Docs/GuidesFine-tuning

Fine-tuning (Adapt)

Benchmark WER isn't production WER. Adapt closes the gap. 10–30% relative WER reduction is typical from 10–100 hours of your real audio.

Adapt is the layer between a promising pilot and a production rollout. Generic ASR degrades 2.8–5.7× from benchmark to production. 10–30% relative WER reduction is typical from 10–100 hours of targeted fine-tuning on real audio. The full workflow lives inside your approved infrastructure; no audio leaves the boundary.

The four stages

  1. Data, intake and cleanup. Import raw audio, normalize formats, diarize, align.
  2. Evaluation, pick baselines with Gym against your real workload.
  3. Fine-tuning, produce a tuned checkpoint.
  4. Validation, held-out eval, canary deployment, promote.

Prepare a dataset

python
dataset = client.datasets.create(
    name="contact-center-2026q2",
    sources=[
        {"type": "s3", "uri": "s3://internal/calls/2026-q1/"},
    ],
    pipeline=[
        {"step": "diarize",    "model": "pyannote-3.3"},
        {"step": "align",      "model": "qwen3-asr"},
        {"step": "redact",     "entities": ["pii", "phi"]},
    ],
)

client.datasets.wait(dataset.id)
print(dataset.stats)   # hours, speakers, utterance count, OOV rate

Run an evaluation

Before you fine-tune, baseline candidate models on your data. This decides whether tuning is even needed.

python
eval_run = client.evaluations.create(
    dataset_id=dataset.id,
    candidates=["qwen3-asr", "voxtral-realtime", "cohere-transcribe-2b"],
    metrics=["wer", "diarization_error_rate", "realtime_factor"],
)

print(client.evaluations.wait(eval_run.id).leaderboard)

Fine-tune

python
job = client.fine_tunes.create(
    base_model="qwen3-asr",
    dataset_id=dataset.id,
    hyperparameters={
        "learning_rate": 1e-5,
        "epochs": 3,
        "batch_size": 16,
    },
)

tuned = client.fine_tunes.wait(job.id)
print(tuned.model_id)          # use this as "model": "ft:qwen3-asr:abc123"

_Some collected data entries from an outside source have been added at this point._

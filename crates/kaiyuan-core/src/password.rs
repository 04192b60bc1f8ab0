use argon2::password_hash::{PasswordHash, PasswordHasher, PasswordVerifier, SaltString};
use argon2::{Algorithm, Argon2, Params, Version};
use std::sync::OnceLock;

/// Password hashing for password-bearing accounts.
///
/// New hashes are Argon2id in PHC string format. Accounts migrated from the
/// previous backend still carry bcrypt hashes (`$2a$`, `$2b$`, `$2y$`); those
/// verify through [`verify_password`] unchanged.
///
/// Params are expressed as:
/// - m_cost: memory cost in KiB
/// - t_cost: iterations
/// - p_cost: parallelism
const DEFAULT_M_COST_KIB: u32 = 19_456;
const DEFAULT_T_COST: u32 = 2;
const DEFAULT_P_COST: u32 = 1;

const BCRYPT_PREFIXES: [&str; 3] = ["$2a$", "$2b$", "$2y$"];

fn argon2() -> anyhow::Result<Argon2<'static>> {
    let params = Params::new(DEFAULT_M_COST_KIB, DEFAULT_T_COST, DEFAULT_P_COST, None)
        .map_err(|e| anyhow::anyhow!("Invalid Argon2 parameters: {e}"))?;
    Ok(Argon2::new(Algorithm::Argon2id, Version::V0x13, params))
}

/// Hash a plaintext password and return a PHC-encoded Argon2id hash string.
pub fn hash_password(password: &str) -> anyhow::Result<String> {
    let argon2 = argon2()?;
    let salt = SaltString::generate(&mut argon2::password_hash::rand_core::OsRng);

    let hash = argon2
        .hash_password(password.as_bytes(), &salt)
        .map_err(|e| anyhow::anyhow!("Failed to hash password: {e}"))?
        .to_string();

    Ok(hash)
}

pub fn is_legacy_bcrypt_hash(password_hash: &str) -> bool {
    BCRYPT_PREFIXES.iter().any(|p| password_hash.starts_with(p))
}

/// Verify a plaintext password against a stored hash.
///
/// Returns:
/// - Ok(true)  if password matches
/// - Ok(false) if password does not match
/// - Err(_)    if the stored hash is malformed
pub fn verify_password(password: &str, password_hash: &str) -> anyhow::Result<bool> {
    if is_legacy_bcrypt_hash(password_hash) {
        return bcrypt::verify(password, password_hash)
            .map_err(|e| anyhow::anyhow!("Failed to verify bcrypt hash: {e}"));
    }

    let parsed = PasswordHash::new(password_hash)
        .map_err(|e| anyhow::anyhow!("Invalid password hash format: {e}"))?;
    let argon2 = argon2()?;

    match argon2.verify_password(password.as_bytes(), &parsed) {
        Ok(_) => Ok(true),
        Err(argon2::password_hash::Error::Password) => Ok(false),
        Err(e) => Err(anyhow::anyhow!("Failed to verify password: {e}")),
    }
}

static DUMMY_HASH: OnceLock<Option<String>> = OnceLock::new();

/// Argon2id hash of a throwaway password, built once with the same params as
/// real hashes.
fn dummy_hash() -> Option<&'static str> {
    DUMMY_HASH
        .get_or_init(|| hash_password("kaiyuan-dummy-password").ok())
        .as_deref()
}

/// Run a full Argon2 verification whose outcome is discarded.
///
/// Login paths that reject before reaching a stored hash call this so that
/// their latency matches a wrong-password rejection.
pub fn verify_against_dummy(password: &str) {
    if let Some(hash) = dummy_hash() {
        let _ = verify_password(password, hash);
    }
}
//! Argument validation for interests, user id lists and single user ids.
//!
//! Every check runs before a request is built. Container checks come before
//! element checks, and elements are checked left to right as
//! type, then length, then charset. The first failure is returned; errors are
//! never aggregated.
//!
//! Lengths are counted in characters.
//!
//! User ids in lists and ids passed to `delete_user` only have a maximum
//! length. Token generation additionally rejects the empty string.

use serde_json::Value;

use crate::error::ArgumentError;
use crate::types::TargetKind;

pub const INTEREST_MAX_LENGTH: usize = 164;
pub const INTERESTS_MAX_COUNT: usize = 100;
pub const USER_ID_MAX_LENGTH: usize = 164;
pub const USERS_MAX_COUNT: usize = 1000;

const INTEREST_PUNCTUATION: &str = "_-=@,.;";

/// Validate a typed interest list.
pub fn interests<S: AsRef<str>>(interests: &[S]) -> Result<(), ArgumentError> {
    target_count(TargetKind::Interests, interests.len())?;
    interests.iter().try_for_each(|i| interest(i.as_ref()))
}

/// Validate a typed user id list.
pub fn users<S: AsRef<str>>(users: &[S]) -> Result<(), ArgumentError> {
    target_count(TargetKind::Users, users.len())?;
    users.iter().try_for_each(|u| listed_user_id(u.as_ref()))
}

/// Validate a single interest name.
pub fn interest(interest: &str) -> Result<(), ArgumentError> {
    max_length("interest", interest, INTEREST_MAX_LENGTH)?;
    if !interest.chars().all(is_interest_char) {
        return Err(ArgumentError::ForbiddenCharacter {
            subject: "interest",
            value: interest.to_owned(),
        });
    }
    Ok(())
}

/// Validate a single user id. `allow_empty` is false for token generation.
pub fn user_id(user_id: &str, allow_empty: bool) -> Result<(), ArgumentError> {
    if !allow_empty && user_id.is_empty() {
        return Err(ArgumentError::EmptyString("userId"));
    }
    if user_id.chars().count() > USER_ID_MAX_LENGTH {
        return Err(ArgumentError::IdTooLong {
            subject: "userId",
            max: USER_ID_MAX_LENGTH,
        });
    }
    Ok(())
}

/// Validate a dynamically typed interest list, returning the names.
pub fn interests_value(value: Option<&Value>) -> Result<Vec<String>, ArgumentError> {
    target_list_value(TargetKind::Interests, value, interest)
}

/// Validate a dynamically typed user id list, returning the ids.
pub fn users_value(value: Option<&Value>) -> Result<Vec<String>, ArgumentError> {
    target_list_value(TargetKind::Users, value, listed_user_id)
}

/// Validate a dynamically typed single user id.
///
/// Checks run as required, empty (unless `allow_empty`), type, then length.
pub fn user_id_value(value: Option<&Value>, allow_empty: bool) -> Result<String, ArgumentError> {
    let value = present(value).ok_or(ArgumentError::Required("userId"))?;
    if !allow_empty && value.as_str() == Some("") {
        return Err(ArgumentError::EmptyString("userId"));
    }
    let id = value.as_str().ok_or_else(|| ArgumentError::NotAString {
        subject: "userId",
        value: value.to_string(),
    })?;
    user_id(id, allow_empty)?;
    Ok(id.to_owned())
}

fn target_list_value(
    kind: TargetKind,
    value: Option<&Value>,
    check: fn(&str) -> Result<(), ArgumentError>,
) -> Result<Vec<String>, ArgumentError> {
    let value = present(value).ok_or(ArgumentError::Required(kind.field()))?;
    let items = value
        .as_array()
        .ok_or(ArgumentError::NotAList(kind.field()))?;
    target_count(kind, items.len())?;

    items
        .iter()
        .map(|item| {
            let target = item.as_str().ok_or_else(|| ArgumentError::NotAString {
                subject: kind.element(),
                value: item.to_string(),
            })?;
            check(target)?;
            Ok(target.to_owned())
        })
        .collect()
}

fn target_count(kind: TargetKind, count: usize) -> Result<(), ArgumentError> {
    if count == 0 {
        return Err(ArgumentError::EmptyTargets(kind.element()));
    }
    if count > kind.max_targets() {
        return Err(ArgumentError::LimitExceeded {
            noun: kind.count_noun(),
            count,
            max: kind.max_targets(),
        });
    }
    Ok(())
}

fn listed_user_id(user_id: &str) -> Result<(), ArgumentError> {
    max_length("user id", user_id, USER_ID_MAX_LENGTH)
}

fn max_length(subject: &'static str, value: &str, max: usize) -> Result<(), ArgumentError> {
    if value.chars().count() > max {
        return Err(ArgumentError::TooLong {
            subject,
            value: value.to_owned(),
            max,
        });
    }
    Ok(())
}

fn is_interest_char(c: char) -> bool {
    c.is_ascii_alphanumeric() || INTEREST_PUNCTUATION.contains(c)
}

fn present(value: Option<&Value>) -> Option<&Value> {
    value.filter(|v| !v.is_null())
}
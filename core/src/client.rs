//! Stateless HTTP request builder and response parser for the push
//! notifications API.
//!
//! # Design
//! `PushClient` holds only an immutable `ClientConfig` and carries no
//! mutable state between calls. Each operation is split into a `build_*`
//! method that validates arguments and produces an `HttpRequest`, and a
//! `parse_*` method that consumes an `HttpResponse`. Validation happens
//! entirely inside `build_*`, so a rejected call never yields a request.
//!
//! The `*_from_value` builders accept dynamically typed arguments (for
//! example a decoded JSON job) and run the required/type checks that the
//! typed builders get from the compiler.

use percent_encoding::{utf8_percent_encode, AsciiSet, NON_ALPHANUMERIC};
use serde_json::Value;

use crate::config::ClientConfig;
use crate::error::ApiError;
use crate::http::{HttpMethod, HttpRequest, HttpResponse};
use crate::response;
use crate::token;
use crate::types::{PublishRequest, TargetKind, Token};
use crate::validate;

/// Value of the library identifier header sent with every request.
pub const LIBRARY_ID: &str = concat!("pusher-push-notifications-rust ", env!("CARGO_PKG_VERSION"));

pub const LIBRARY_HEADER: &str = "x-pusher-library";

// Same unreserved set as JavaScript's `encodeURIComponent`.
const USER_ID_SEGMENT: &AsciiSet = &NON_ALPHANUMERIC
    .remove(b'-')
    .remove(b'_')
    .remove(b'.')
    .remove(b'!')
    .remove(b'~')
    .remove(b'*')
    .remove(b'\'')
    .remove(b'(')
    .remove(b')');

#[derive(Debug, Clone)]
pub struct PushClient {
    config: ClientConfig,
}

impl PushClient {
    pub fn new(config: ClientConfig) -> Self {
        Self { config }
    }

    pub fn config(&self) -> &ClientConfig {
        &self.config
    }

    pub fn build_publish_to_interests<S: AsRef<str>>(
        &self,
        interests: &[S],
        request: &PublishRequest,
    ) -> Result<HttpRequest, ApiError> {
        validate::interests(interests)?;
        self.build_publish(TargetKind::Interests, interests, request)
    }

    pub fn build_publish_to_users<S: AsRef<str>>(
        &self,
        users: &[S],
        request: &PublishRequest,
    ) -> Result<HttpRequest, ApiError> {
        validate::users(users)?;
        self.build_publish(TargetKind::Users, users, request)
    }

    pub fn build_delete_user(&self, user_id: &str) -> Result<HttpRequest, ApiError> {
        validate::user_id(user_id, true)?;
        Ok(HttpRequest {
            method: HttpMethod::Delete,
            path: format!(
                "/user_api/v1/instances/{}/users/{}",
                self.config.instance_id(),
                utf8_percent_encode(user_id, USER_ID_SEGMENT)
            ),
            headers: self.common_headers(),
            body: None,
        })
    }

    /// Publish builder for dynamically typed targets and payload. A missing
    /// payload is rejected after the target list has been validated.
    pub fn build_publish_from_value(
        &self,
        kind: TargetKind,
        targets: Option<&Value>,
        request: Option<Value>,
    ) -> Result<HttpRequest, ApiError> {
        let targets = match kind {
            TargetKind::Interests => validate::interests_value(targets)?,
            TargetKind::Users => validate::users_value(targets)?,
        };
        let request = PublishRequest::from_value(request.unwrap_or(Value::Null))?;
        self.build_publish(kind, &targets, &request)
    }

    pub fn build_delete_user_from_value(
        &self,
        user_id: Option<&Value>,
    ) -> Result<HttpRequest, ApiError> {
        let user_id = validate::user_id_value(user_id, true)?;
        self.build_delete_user(&user_id)
    }

    /// Parse a publish acknowledgement, normally `{"publishId": ..}`.
    /// An empty 2xx body gives `None`.
    pub fn parse_publish(&self, response: HttpResponse) -> Result<Option<Value>, ApiError> {
        response::normalize(response)
    }

    /// Parse a delete acknowledgement. The service normally replies with an
    /// empty body, giving `None`.
    pub fn parse_delete_user(&self, response: HttpResponse) -> Result<Option<Value>, ApiError> {
        response::normalize(response)
    }

    pub fn generate_token(&self, user_id: &str) -> Result<Token, ApiError> {
        token::issue_token(&self.config, user_id)
    }

    pub fn generate_token_from_value(&self, user_id: Option<&Value>) -> Result<Token, ApiError> {
        let user_id = validate::user_id_value(user_id, false)?;
        self.generate_token(&user_id)
    }

    fn build_publish<S: AsRef<str>>(
        &self,
        kind: TargetKind,
        targets: &[S],
        request: &PublishRequest,
    ) -> Result<HttpRequest, ApiError> {
        let body = serde_json::to_string(&request.with_targets(kind, targets))?;

        let mut headers = self.common_headers();
        headers.push(("content-type".to_string(), "application/json".to_string()));
        headers.push(("content-length".to_string(), body.len().to_string()));

        Ok(HttpRequest {
            method: HttpMethod::Post,
            path: format!(
                "/publish_api/v1/instances/{}/publishes/{}",
                self.config.instance_id(),
                kind.field()
            ),
            headers,
            body: Some(body),
        })
    }

    fn common_headers(&self) -> Vec<(String, String)> {
        vec![
            ("accept".to_string(), "application/json".to_string()),
            (
                "authorization".to_string(),
                format!("Bearer {}", self.config.secret_key()),
            ),
            (LIBRARY_HEADER.to_string(), LIBRARY_ID.to_string()),
        ]
    }
}
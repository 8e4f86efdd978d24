//! Error types for the push notifications client.
//!
//! # Design
//! Three layers, matching when each failure can happen:
//! - `ConfigError` is raised while constructing a `ClientConfig`. A client is
//!   never produced from invalid options.
//! - `ArgumentError` is raised by the validators before any request is built,
//!   so an invalid call never reaches the network.
//! - `ApiError` is what every client operation returns. It wraps the two
//!   above and adds the failures that only exist once a request is in
//!   flight: transport, malformed response and service errors.

use thiserror::Error;

/// Boxed error produced by a transport implementation.
pub type BoxError = Box<dyn std::error::Error + Send + Sync + 'static>;

/// Invalid client construction options.
#[derive(Debug, Clone, PartialEq, Eq, Error)]
pub enum ConfigError {
    #[error("PushNotifications options object is required")]
    OptionsRequired,

    #[error("\"instanceId\" is required in PushNotifications options")]
    InstanceIdRequired,

    #[error("\"instanceId\" must be a string")]
    InstanceIdNotString,

    #[error("\"secretKey\" is required in PushNotifications options")]
    SecretKeyRequired,

    #[error("\"secretKey\" must be a string")]
    SecretKeyNotString,

    #[error("endpoint must be a string")]
    EndpointNotString,

    #[error("port must be an integer between 1 and 65535, got {0}")]
    InvalidPort(String),

    #[error("environment variable {0} is not set")]
    MissingEnv(&'static str),
}

/// A caller-supplied argument failed validation.
///
/// The `&'static str` fields name the argument or element as it appears in
/// the message (`"interests"`, `"interest"`, `"userId"`, ...).
#[derive(Debug, Clone, PartialEq, Eq, Error)]
pub enum ArgumentError {
    #[error("{0} argument is required")]
    Required(&'static str),

    #[error("{0} argument must be an array")]
    NotAList(&'static str),

    #[error("{0} argument must be an object")]
    NotAnObject(&'static str),

    #[error("{subject} {value} is not a string")]
    NotAString { subject: &'static str, value: String },

    #[error("{0} cannot be the empty string")]
    EmptyString(&'static str),

    #[error("Publish requests must target at least one {0} to be delivered")]
    EmptyTargets(&'static str),

    #[error("Number of {noun} ({count}) exceeds maximum of {max}")]
    LimitExceeded {
        noun: &'static str,
        count: usize,
        max: usize,
    },

    #[error("{subject} {value} is longer than the maximum of {max} characters")]
    TooLong {
        subject: &'static str,
        value: String,
        max: usize,
    },

    /// A single id argument is too long. The value is left out of the
    /// message.
    #[error("{subject} is longer than the maximum length of {max}")]
    IdTooLong { subject: &'static str, max: usize },

    #[error(
        "{subject} \"{value}\" contains a forbidden character. Allowed characters are: \
         ASCII upper/lower-case letters, numbers or one of _-=@,.;"
    )]
    ForbiddenCharacter { subject: &'static str, value: String },
}

/// Errors returned by client operations.
#[derive(Debug, Error)]
pub enum ApiError {
    #[error(transparent)]
    Config(#[from] ConfigError),

    #[error(transparent)]
    Argument(#[from] ArgumentError),

    /// The request could not be delivered or the response was cut short.
    #[error("transport error: {0}")]
    Transport(#[source] BoxError),

    /// The body could not be parsed, or an error body lacked the
    /// `error`/`description` envelope.
    #[error("Could not parse response body")]
    MalformedResponse,

    /// The service answered with a well-formed error envelope.
    #[error("{status} {error}: {description}")]
    Service {
        status: u16,
        error: String,
        description: String,
    },

    #[error("failed to sign token: {0}")]
    Token(#[from] jsonwebtoken::errors::Error),

    #[error("serialization failed: {0}")]
    Serialization(#[from] serde_json::Error),
}

impl ApiError {
    /// HTTP status of a service error, if this is one.
    pub fn status(&self) -> Option<u16> {
        match self {
            ApiError::Service { status, .. } => Some(*status),
            _ => None,
        }
    }
}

Fine-tune runs execute on hardware inside your deployment. On cloud tiers, this is a reserved GPU pool under your account. On self-hosted, it is your own hardware.

Validate and promote

Run the tuned model against a held-out split and promote only when metrics clear your bar.

python
validation = client.evaluations.create(
    dataset_id=dataset.id,
    split="holdout",
    candidates=[tuned.model_id, "qwen3-asr"],
    metrics=["wer", "diarization_error_rate"],
)

if validation.wait().winner == tuned.model_id:
    client.deployments.update(
        deployment_id="prod-voice",
        routes={"stt": tuned.model_id},
    )

Custom TTS voices

The same workflow applies to text-to-speech. Submit a voice-cloning dataset with a signed consent, and Adapt produces a voice id that can be used in any agent or speech call.

Data provenance

Everything you feed Adapt stays inside your boundary, and so do the obligations that come with it. Confirm you have the recording consent needed for the jurisdictions the audio came from before you point Adapt at a bucket.